Suppose it's certain that I'm guilty of one of two crimes, but it's uncertain *which*. And there's no overlap. Is there any legal mechanism which will convict me of one-or-the-other? Can I be tried and sentenced to the lesser sentence? What happens?

The best example I can think of is I shoot someone with a hypodermic gun, then send the body abroad in my friend's boat. I'm found with two ampouls, A fatal, B not. If I used A, I'm guilty of murder (and tampering with a corpse, etc). If I used B, I'm guilty of kidnapping (and assault). Can I be convicted of either of the major crimes, given that it's not certain I committed it?

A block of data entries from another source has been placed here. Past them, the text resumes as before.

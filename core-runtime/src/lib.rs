//! # Core Runtime Module
//!
//! Ambient infrastructure shared by the dispatcher, the cache and the
//! session façade:
//! - Logging and tracing infrastructure
//! - Configuration management
//! - Runtime notification bus (handler panics, dispatcher closure, evictions)
//!
//! ## Overview
//!
//! Nothing in this crate knows about threads or futures; it establishes the
//! configuration, logging conventions and event broadcasting used throughout
//! the workspace.

pub mod config;
pub mod error;
pub mod events;
pub mod logging;

pub use error::{Error, Result};
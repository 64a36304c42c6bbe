use thiserror::Error;

#[derive(Error, Debug)]
pub enum BridgeError {
    #[error("Bridge operation failed: {0}")]
    OperationFailed(String),

    #[error("Host thread {thread} is already bound to another OS thread")]
    AlreadyBound { thread: String },

    #[error("IO error: {0}")]
    Io(#[from] std::io::Error),
}

pub type Result<T> = std::result::Result<T, BridgeError>;
impl HostLoopBuilder {
    pub fn thread_name(mut self, name: impl Into<String>) -> Self {
        self.thread_name = name.into();
        self
    }

    /// Binds an existing identity instead of creating one. Use this when the
    /// thread was registered with the dispatcher before the loop starts.
    pub fn bound_thread(mut self, thread: Arc<BoundThread>) -> Self {
        self.thread_name = thread.id().to_string();
        self.thread = Some(thread);
        self
    }

    pub fn tick_interval(mut self, interval: Duration) -> Self {
        self.tick_interval = interval;
        self
    }

    /// Host logic run on the primary thread once per tick, after the queue
    /// has been drained. Receives the tick number.
    pub fn on_tick<F>(mut self, hook: F) -> Self
    where
        F: FnMut(u64) + Send + 'static,
    {
        self.on_tick = Some(Box::new(hook));
        self
    }

    /// Spawns the primary thread, binds it and registers it with the
    /// dispatcher. Returns once the thread is bound.
    ///
    /// # Errors
    ///
    /// [`BridgeError::Io`] if the thread cannot be spawned,
    /// [`BridgeError::OperationFailed`] if the tick interval is zero or the
    /// thread exits before binding.
    pub fn start(self) -> Result<DesktopHostLoop> {
        if self.tick_interval.is_zero() {
            return Err(BridgeError::OperationFailed(
                "tick interval must be greater than zero".to_string(),
            ));
        }

        let main = self
            .thread
            .unwrap_or_else(|| Arc::new(BoundThread::new(self.thread_name.clone())));
        let context = self.dispatcher.register_thread(Arc::clone(&main));
        let shutdown = CancellationToken::new();
        let ticks = Arc::new(AtomicU64::new(0));
        let (ready_tx, ready_rx) = mpsc::channel();

        let join = {
            let main = Arc::clone(&main);
            let dispatcher = Arc::clone(&self.dispatcher);
            let shutdown = shutdown.clone();
            let ticks = Arc::clone(&ticks);
            let tick_interval = self.tick_interval;
            let mut on_tick = self.on_tick;

            thread::Builder::new()
                .name(self.thread_name.clone())
                .spawn(move || {
                    let bound = main.bind_current();
                    let failed = bound.is_err();
                    let _ = ready_tx.send(bound);
                    if failed {
                        return;
                    }
                    run(&dispatcher, &main.id(), tick_interval, &shutdown, &ticks, &mut on_tick);
                })?
        };

        match ready_rx.recv() {
            Ok(Ok(())) => {}
            Ok(Err(error)) => return Err(error),
            Err(_) => {
                return Err(BridgeError::OperationFailed(
                    "primary thread exited before binding".to_string(),
                ))
            }
        }

        info!(
            thread = %self.thread_name,
            tick_ms = self.tick_interval.as_millis() as u64,
            "Desktop host loop started"
        );

        Ok(DesktopHostLoop {
            main,
            context,
            shutdown,
            ticks,
            join: Some(join),
        })
    }
}

/// Closes the dispatcher once the primary thread stops draining, so work
/// routed to it fails with `DispatcherClosed` instead of waiting forever.
struct CloseOnExit<'a>(&'a ThreadAffinityDispatcher);

impl Drop for CloseOnExit<'_> {
    fn drop(&mut self) {
        let dropped = self.0.shutdown();
        if dropped > 0 {
            warn!(dropped, "Primary thread exited with work still queued");
        }
    }
}

fn run(
    dispatcher: &ThreadAffinityDispatcher,
    id: &HostThreadId,
    tick_interval: Duration,
    shutdown: &CancellationToken,
    ticks: &AtomicU64,
    on_tick: &mut Option<TickHook>,
) {
    let _close = CloseOnExit(dispatcher);
    let mut next_tick = Instant::now();
    while !shutdown.is_cancelled() {
        let tick = ticks.fetch_add(1, Ordering::AcqRel) + 1;
        match dispatcher.drain(id) {
            Ok(0) => {}
            Ok(count) => trace!(tick, count, "Ran queued work"),
            Err(error) => warn!(%error, "Drain failed"),
        }
        if let Some(hook) = on_tick.as_mut() {
            run_hook(dispatcher, id, hook, tick);
        }

        next_tick += tick_interval;
        let now = Instant::now();
        if next_tick > now {
            thread::sleep(next_tick - now);
        } else {
            // Overran; don't try to catch up on missed ticks.
            next_tick = now;
        }
    }

    // Work queued before the stop request still gets its tick.
    let _ = dispatcher.drain(id);
    debug!(thread = %id, "Desktop host loop exited");
}

fn run_hook(dispatcher: &ThreadAffinityDispatcher, id: &HostThreadId, hook: &mut TickHook, tick: u64) {
    if let Err(payload) = panic::catch_unwind(AssertUnwindSafe(|| hook(tick))) {
        let message = panic_message(payload.as_ref());
        error!(thread = %id, tick, panic = %message, "Tick hook panicked; continuing");
        if let Some(bus) = dispatcher.event_bus() {
            let _ = bus.emit(RuntimeEvent::Dispatch(DispatchEvent::HandlerPanicked {
                context: format!("required({id})"),
                message,
            }));
        }
    }
}

/// A dedicated OS thread acting as the host's primary thread.
///
/// Each tick it runs whatever the dispatcher queued for it, then the
/// optional tick hook. Stopped on [`stop`](Self::stop) or drop. The loop
/// is the only drainer of its queue, so the dispatcher is shut down when
/// the loop exits.
///
/// # Example
///
/// ```rust
/// use bridge_desktop::DesktopHostLoop;
/// use core_dispatch::ThreadAffinityDispatcher;
/// use std::sync::mpsc;
///
/// let dispatcher = ThreadAffinityDispatcher::builder().worker_threads(1).build().unwrap();
/// let host = DesktopHostLoop::builder(dispatcher.clone()).start().unwrap();
///
/// let (tx, rx) = mpsc::channel();
/// dispatcher
///     .submit(&host.context(), move || {
///         tx.send(std::thread::current().name().map(str::to_string)).unwrap();
///     })
///     .unwrap();
///
/// assert_eq!(rx.recv().unwrap().as_deref(), Some("server-main"));
/// host.stop();
/// ```
pub struct DesktopHostLoop {
    main: Arc<BoundThread>,
    context: ThreadContext,
    shutdown: CancellationToken,
    ticks: Arc<AtomicU64>,
    join: Option<JoinHandle<()>>,
}

impl DesktopHostLoop {
    /// Defaults: thread `server-main`, 16 ms ticks.
    pub fn builder(dispatcher: Arc<ThreadAffinityDispatcher>) -> HostLoopBuilder {
        HostLoopBuilder {
            dispatcher,
            thread_name: "server-main".to_string(),
            thread: None,
            tick_interval: Duration::from_millis(16),
            on_tick: None,
        }
    }

    /// Builder seeded with the thread name and tick interval of `config`.
    pub fn from_config(dispatcher: Arc<ThreadAffinityDispatcher>, config: &CoreConfig) -> HostLoopBuilder {
        Self::builder(dispatcher)
            .thread_name(config.main_thread_name.clone())
            .tick_interval(config.tick_interval())
    }

    /// Context that targets the primary thread.
    pub fn context(&self) -> ThreadContext {
        self.context.clone()
    }

    pub fn thread(&self) -> Arc<BoundThread> {
        Arc::clone(&self.main)
    }

    pub fn id(&self) -> HostThreadId {
        self.main.id()
    }

    /// Ticks started so far.
    pub fn ticks(&self) -> u64 {
        self.ticks.load(Ordering::Acquire)
    }

    pub fn is_running(&self) -> bool {
        self.join.as_ref().is_some_and(|join| !join.is_finished())
    }

    /// Token that stops the loop when cancelled.
    pub fn shutdown_token(&self) -> CancellationToken {
        self.shutdown.clone()
    }

    /// Stops the loop and waits for the primary thread to exit.
    pub fn stop(mut self) {
        self.halt();
    }

    fn halt(&mut self) {
        self.shutdown.cancel();
        if let Some(join) = self.join.take() {
            if join.thread().id() == thread::current().id() {
                // Stopped from inside a tick; the loop exits on its own.
                return;
            }
            if join.join().is_err() {
                warn!(thread = %self.main.id(), "Primary thread panicked");
            }
        }
    }
}

impl Drop for DesktopHostLoop {
    fn drop(&mut self) {
        self.halt();
    }
}

impl fmt::Debug for DesktopHostLoop {
    fn fmt(&self, f: &mut fmt::Formatter<'_>) -> fmt::Result {
        f.debug_struct("DesktopHostLoop")
            .field("thread", &self.main.id().as_str())
            .field("ticks", &self.ticks())
            .field("running", &self.is_running())
            .finish()
    }
}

I think in most jurisdictions I can be convicted for assault if I also murder, but if I'm tried for murder that takes precedence. So I might get any lesser charge which certainly happened.

Am I obliged to testify? I thought the current situation in the UK was that it could be held against me if I don't testify, but that it's not automatic guilt, it's just that if it makes me look guilty it can be evidence against me, but here it's not conclusive.

Date: 2006-08-02 03:10 pm (UTC)
From: [identity profile] cartesiandaemon.livejournal.com
I'm sorry, I was sort of making up the example as I went along. The idea is two different crimes with the same apparent result.

The point of going abroad at all is that I want to kill my enemy eventually, if only just to stop him turning up and testifying to my kidnapping. But killing him abroad was intended not to be a crime here. A boat seemed the easiest way, and I invented a friend so you could stay in the country, but if you took the body/corpse abroad and then came back it'd be the same.

The details of what you do abroad don't really matter, but I was assuming it'd hard to get any evidence, but that you prove/admit enough for it to be clear you did one or the other.